--- PROBLEM DESCRIPTION ---
Among the lines below, keep only those from the one containing "self loop once." through the one containing "assert_eq!(3, graph.num_nodes());", and reproduce them exactly.

• • • • • • •

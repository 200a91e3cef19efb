// Copyright (c) Microsoft Corporation.
// Licensed under the MIT license.

use std::collections::HashMap;

use super::super::errors::CoreError;

/// The original input graph, immutable for the whole lifetime of a run set.
///
/// Neighbors are stored contiguously (a vector of per-node offsets into a
/// neighbors vector and a parallel edge weight vector), with each undirected
/// edge appearing once in each endpoint's range. Self loops never enter the
/// contiguous ranges; their weights are tracked per node so that they still
/// contribute to weighted degrees, to the total edge weight `m`, and to the
/// `A_ii` terms of the modularity score.
#[derive(Debug, PartialEq)]
pub struct Graph {
    node_to_neighbor_offsets: Vec<usize>,
    node_weights: Vec<f64>,
    self_loop_weights: Vec<f64>,
    contiguous_neighbors: Vec<usize>,
    contiguous_edge_weights: Vec<f64>,
    /// these are the bidirectional lookups between node labels and indices
    node_to_index: HashMap<String, usize>,
    index_to_node: Vec<String>,
}

impl Graph {
    pub fn new(
        node_to_neighbor_offsets: Vec<usize>,
        node_weights: Vec<f64>,
        self_loop_weights: Vec<f64>,
        contiguous_neighbors: Vec<usize>,
        contiguous_edge_weights: Vec<f64>,
        node_to_index: HashMap<String, usize>,
        index_to_node: Vec<String>,
    ) -> Graph {
        return Graph {
            node_to_neighbor_offsets,
            node_weights,
            self_loop_weights,
            contiguous_neighbors,
            contiguous_edge_weights,
            node_to_index,
            index_to_node,
        };
    }

    pub fn num_nodes(&self) -> usize {
        return self.node_to_neighbor_offsets.len();
    }

    /// Number of undirected edges between distinct nodes; self loops are not
    /// counted here.
    pub fn num_edges(&self) -> usize {
        return self.contiguous_neighbors.len() / 2;
    }

    /// The weighted degree `k_i`: the sum of the weights of every edge
    /// incident to `node`, a self loop counting once.
    pub fn node_weight_at(
        &self,
        node: usize,
    ) -> Result<f64, CoreError> {
        return self
            .node_weights
            .get(node)
            .cloned()
            .ok_or(CoreError::AggregateIndexingError);
    }

    pub fn self_loop_weight_at(
        &self,
        node: usize,
    ) -> Result<f64, CoreError> {
        return self
            .self_loop_weights
            .get(node)
            .cloned()
            .ok_or(CoreError::AggregateIndexingError);
    }

    pub fn neighbor_range(
        &self,
        node_index: usize,
    ) -> Result<(usize, usize), CoreError> {
        let start_of_contiguous_neighbors: usize = self
            .node_to_neighbor_offsets
            .get(node_index)
            .cloned()
            .ok_or(CoreError::AggregateIndexingError)?;
        let end_of_contiguous_neighbors: usize =
            if node_index + 1 == self.node_to_neighbor_offsets.len() {
                self.contiguous_neighbors.len()
            } else {
                self.node_to_neighbor_offsets[node_index + 1]
            };
        return Ok((start_of_contiguous_neighbors, end_of_contiguous_neighbors));
    }

    pub fn edges_for(
        &self,
        node_index: usize,
    ) -> Result<(&[usize], &[f64]), CoreError> {
        let (start_of_contiguous_neighbors, end_of_contiguous_neighbors) =
            self.neighbor_range(node_index)?;
        let neighbor_indices: &[usize] =
            &self.contiguous_neighbors[start_of_contiguous_neighbors..end_of_contiguous_neighbors];
        let edge_weights: &[f64] = &self.contiguous_edge_weights
            [start_of_contiguous_neighbors..end_of_contiguous_neighbors];
        return Ok((neighbor_indices, edge_weights));
    }

    /// Total edge weight `m`: each distinct-endpoint edge once plus every
    /// self loop once.
    pub fn total_edge_weight(&self) -> f64 {
        return self.contiguous_edge_weights.iter().sum::<f64>() / 2_f64
            + self.total_edge_weight_self_links();
    }

    pub fn total_edge_weight_self_links(&self) -> f64 {
        return self.self_loop_weights.iter().sum::<f64>();
    }

    /// Weights must be non negative; the first offending edge is reported by
    /// its endpoint indices. Called once per run set, before any run starts.
    pub fn validate(&self) -> Result<(), CoreError> {
        for node in 0..self.num_nodes() {
            let (neighbors, weights): (&[usize], &[f64]) = self.edges_for(node)?;
            for i in 0..neighbors.len() {
                if weights[i] < 0_f64 {
                    return Err(CoreError::NegativeEdgeWeightError(node, neighbors[i]));
                }
            }
            if self.self_loop_weights[node] < 0_f64 {
                return Err(CoreError::NegativeEdgeWeightError(node, node));
            }
        }
        return Ok(());
    }

    pub fn node_name(
        &self,
        index: usize,
    ) -> Result<String, CoreError> {
        return self
            .index_to_node
            .get(index)
            .cloned()
            .ok_or(CoreError::AggregateIndexingError);
    }

    pub fn index_for_name(
        &self,
        node: &str,
    ) -> Option<usize> {
        return self.node_to_index.get(node).cloned();
    }
}

#[cfg(test)]
mod tests {
    use super::super::GraphBuilder;
    use super::*;

    fn weighted_graph() -> Graph {
        return GraphBuilder::new()
            .add_edge_into("a", "b", 2.0)
            .add_edge_into("b", "c", 1.0)
            .add_edge_into("c", "c", 5.0)
            .build();
    }

    #[test]
    fn test_total_edge_weight_includes_self_links() {
        let graph: Graph = weighted_graph();
        assert_eq!(3, graph.num_nodes());
        assert_eq!(2, graph.num_edges());
        assert_eq!(8_f64, graph.total_edge_weight());
        assert_eq!(5_f64, graph.total_edge_weight_self_links());
    }

    #[test]
    fn test_node_weights_count_self_loop_once() {
        let graph: Graph = weighted_graph();
        let c: usize = graph.index_for_name("c").unwrap();
        assert_eq!(6_f64, graph.node_weight_at(c).unwrap());
        assert_eq!(5_f64, graph.self_loop_weight_at(c).unwrap());
        let b: usize = graph.index_for_name("b").unwrap();
        assert_eq!(3_f64, graph.node_weight_at(b).unwrap());
    }

    #[test]
    fn test_validate_rejects_negative_weights() {
        let graph: Graph = GraphBuilder::new()
            .add_edge_into("a", "b", 1.0)
            .add_edge_into("b", "c", -3.0)
            .build();
        match graph.validate() {
            Err(CoreError::NegativeEdgeWeightError(_, _)) => {}
            other => panic!("expected a negative edge weight error, got {:?}", other),
        }
    }

    #[test]
    fn test_edges_for_unknown_node() {
        let graph: Graph = weighted_graph();
        assert!(graph.edges_for(17).is_err());
    }
}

• • • • • • •

--- TASK RESPONSE ---
    /// self loop once.
    pub fn total_edge_weight(&self) -> f64 {
        return self.contiguous_edge_weights.iter().sum::<f64>() / 2_f64
            + self.total_edge_weight_self_links();
    }

    pub fn total_edge_weight_self_links(&self) -> f64 {
        return self.self_loop_weights.iter().sum::<f64>();
    }

    /// Weights must be non negative; the first offending edge is reported by
    /// its endpoint indices. Called once per run set, before any run starts.
    pub fn validate(&self) -> Result<(), CoreError> {
        for node in 0..self.num_nodes() {
            let (neighbors, weights): (&[usize], &[f64]) = self.edges_for(node)?;
            for i in 0..neighbors.len() {
                if weights[i] < 0_f64 {
                    return Err(CoreError::NegativeEdgeWeightError(node, neighbors[i]));
                }
            }
            if self.self_loop_weights[node] < 0_f64 {
                return Err(CoreError::NegativeEdgeWeightError(node, node));
            }
        }
        return Ok(());
    }

    pub fn node_name(
        &self,
        index: usize,
    ) -> Result<String, CoreError> {
        return self
            .index_to_node
            .get(index)
            .cloned()
            .ok_or(CoreError::AggregateIndexingError);
    }

    pub fn index_for_name(
        &self,
        node: &str,
    ) -> Option<usize> {
        return self.node_to_index.get(node).cloned();
    }
}

#[cfg(test)]
mod tests {
    use super::super::GraphBuilder;
    use super::*;

    fn weighted_graph() -> Graph {
        return GraphBuilder::new()
            .add_edge_into("a", "b", 2.0)
            .add_edge_into("b", "c", 1.0)
            .add_edge_into("c", "c", 5.0)
            .build();
    }

    #[test]
    fn test_total_edge_weight_includes_self_links() {
        let graph: Graph = weighted_graph();
        assert_eq!(3, graph.num_nodes());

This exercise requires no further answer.